Saved entries:
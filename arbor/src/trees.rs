#![deny(warnings)]

use crate::lexicon::WordClass;
use crate::token::Token;

/// A constituent parse tree. Nodes carry the rule that derived them in
/// "NP -> Det N" form; leaves carry the matched word class and the
/// originating token. The leaf sequence always equals the parsed input.
#[derive(Clone, PartialEq, Eq, Debug)]
pub enum ParseTree {
    Leaf(WordClass, Token),
    Node(String, Vec<ParseTree>),
}

impl ParseTree {
    /// Nonterminal name for nodes, word-class name for leaves.
    pub fn head(&self) -> &str {
        match self {
            ParseTree::Leaf(class, _) => class.name(),
            ParseTree::Node(rule, _) => rule.split(" ->").next().unwrap_or(rule),
        }
    }

    /// The full "Head -> Sym Sym" rule for nodes.
    pub fn rule(&self) -> Option<&str> {
        match self {
            ParseTree::Node(rule, _) => Some(rule),
            ParseTree::Leaf(..) => None,
        }
    }

    pub fn children(&self) -> &[ParseTree] {
        match self {
            ParseTree::Node(_, children) => children,
            ParseTree::Leaf(..) => &[],
        }
    }

    pub fn token(&self) -> Option<&Token> {
        match self {
            ParseTree::Leaf(_, token) => Some(token),
            ParseTree::Node(..) => None,
        }
    }

    pub fn word_class(&self) -> Option<WordClass> {
        match self {
            ParseTree::Leaf(class, _) => Some(*class),
            ParseTree::Node(..) => None,
        }
    }

    /// Leaf tokens, left to right.
    pub fn tokens(&self) -> Vec<&Token> {
        match self {
            ParseTree::Leaf(_, token) => vec![token],
            ParseTree::Node(_, children) => {
                children.iter().flat_map(|c| c.tokens()).collect()
            }
        }
    }

    /// Surface words of the spanned tokens joined by spaces.
    pub fn phrase(&self) -> String {
        self.tokens()
            .iter()
            .map(|t| t.word.as_str())
            .collect::<Vec<_>>()
            .join(" ")
    }

    pub fn print(&self) -> String {
        let mut out = String::new();
        self.print_helper("", &mut out);
        out
    }

    fn print_helper(&self, indent: &str, out: &mut String) {
        match self {
            ParseTree::Leaf(class, token) => {
                *out += &format!("\u{2500} {}: {}\n", class.name(), token.word);
            }
            ParseTree::Node(_, children) => {
                *out += &format!("\u{252c} {}\n", self.head());
                if let Some((last, rest)) = children.split_last() {
                    for mid in rest {
                        *out += &format!("{}\u{251c}", indent);
                        mid.print_helper(&format!("{}\u{2502}", indent), out);
                    }
                    *out += &format!("{}\u{2570}", indent);
                    last.print_helper(&format!("{} ", indent), out);
                }
            }
        }
    }
}

///////////////////////////////////////////////////////////////////////////////

#[cfg(test)]
mod tests {
    use super::{ParseTree, Token, WordClass};

    fn leaf(class: WordClass, word: &str) -> ParseTree {
        ParseTree::Leaf(class, Token::new(word, "UNK"))
    }

    fn sample() -> ParseTree {
        ParseTree::Node(
            "NP -> Det N".to_string(),
            vec![leaf(WordClass::Determiner, "the"), leaf(WordClass::Noun, "dog")],
        )
    }

    #[test]
    fn heads_and_rules() {
        let tree = sample();
        assert_eq!(tree.head(), "NP");
        assert_eq!(tree.rule(), Some("NP -> Det N"));
        assert_eq!(tree.children()[1].head(), "N");
        assert_eq!(tree.children()[1].rule(), None);
    }

    #[test]
    fn tokens_left_to_right() {
        let tree = sample();
        let words: Vec<_> = tree.tokens().iter().map(|t| t.word.clone()).collect();
        assert_eq!(words, ["the", "dog"]);
        assert_eq!(tree.phrase(), "the dog");
    }

    #[test]
    fn print_is_nested() {
        let out = sample().print();
        assert!(out.contains("NP"));
        assert!(out.contains("Det: the"));
        assert!(out.contains("N: dog"));
    }
}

◆ **Task directions**
Your response must consist of every line above, reproduced exactly.

◆ **Output below**
filename arbor/src/trees.rs
#![deny(warnings)]

use crate::lexicon::WordClass;
use crate::token::Token;

/// A constituent parse tree. Nodes carry the rule that derived them in
/// "NP -> Det N" form; leaves carry the matched word class and the
/// originating token. The leaf sequence always equals the parsed input.
#[derive(Clone, PartialEq, Eq, Debug)]
pub enum ParseTree {
    Leaf(WordClass, Token),
    Node(String, Vec<ParseTree>),
}

impl ParseTree {
    /// Nonterminal name for nodes, word-class name for leaves.
    pub fn head(&self) -> &str {
        match self {
            ParseTree::Leaf(class, _) => class.name(),
            ParseTree::Node(rule, _) => rule.split(" ->").next().unwrap_or(rule),
        }
    }

    /// The full "Head -> Sym Sym" rule for nodes.
    pub fn rule(&self) -> Option<&str> {
        match self {
            ParseTree::Node(rule, _) => Some(rule),
            ParseTree::Leaf(..) => None,
        }
    }

    pub fn children(&self) -> &[ParseTree] {
        match self {
            ParseTree::Node(_, children) => children,
            ParseTree::Leaf(..) => &[],
        }
    }

    pub fn token(&self) -> Option<&Token> {
        match self {
            ParseTree::Leaf(_, token) => Some(token),
            ParseTree::Node(..) => None,
        }
    }

    pub fn word_class(&self) -> Option<WordClass> {
        match self {
            ParseTree::Leaf(class, _) => Some(*class),
            ParseTree::Node(..) => None,
        }
    }

    /// Leaf tokens, left to right.
    pub fn tokens(&self) -> Vec<&Token> {
        match self {
            ParseTree::Leaf(_, token) => vec![token],
            ParseTree::Node(_, children) => {
                children.iter().flat_map(|c| c.tokens()).collect()
            }
        }
    }

    /// Surface words of the spanned tokens joined by spaces.
    pub fn phrase(&self) -> String {
        self.tokens()
            .iter()
            .map(|t| t.word.as_str())
            .collect::<Vec<_>>()
            .join(" ")
    }

    pub fn print(&self) -> String {
        let mut out = String::new();
        self.print_helper("", &mut out);
        out
    }

    fn print_helper(&self, indent: &str, out: &mut String) {
        match self {
            ParseTree::Leaf(class, token) => {
                *out += &format!("\u{2500} {}: {}\n", class.name(), token.word);
            }
            ParseTree::Node(_, children) => {
                *out += &format!("\u{252c} {}\n", self.head());
                if let Some((last, rest)) = children.split_last() {
                    for mid in rest {
                        *out += &format!("{}\u{251c}", indent);
                        mid.print_helper(&format!("{}\u{2502}", indent), out);
                    }
                    *out += &format!("{}\u{2570}", indent);
                    last.print_helper(&format!("{} ", indent), out);
                }
            }
        }
    }
}

///////////////////////////////////////////////////////////////////////////////

#[cfg(test)]
mod tests {
    use super::{ParseTree, Token, WordClass};

    fn leaf(class: WordClass, word: &str) -> ParseTree {
        ParseTree::Leaf(class, Token::new(word, "UNK"))
    }

    fn sample() -> ParseTree {
        ParseTree::Node(
            "NP -> Det N".to_string(),
            vec![leaf(WordClass::Determiner, "the"), leaf(WordClass::Noun, "dog")],
        )
    }

    #[test]
    fn heads_and_rules() {
        let tree = sample();
        assert_eq!(tree.head(), "NP");
        assert_eq!(tree.rule(), Some("NP -> Det N"));
        assert_eq!(tree.children()[1].head(), "N");
        assert_eq!(tree.children()[1].rule(), None);
    }

    #[test]
    fn tokens_left_to_right() {
        let tree = sample();
        let words: Vec<_> = tree.tokens().iter().map(|t| t.word.clone()).collect();
        assert_eq!(words, ["the", "dog"]);
        assert_eq!(tree.phrase(), "the dog");
    }

    #[test]
    fn print_is_nested() {
        let out = sample().print();
        assert!(out.contains("NP"));
        assert!(out.contains("Det: the"));
        assert!(out.contains("N: dog"));
    }
}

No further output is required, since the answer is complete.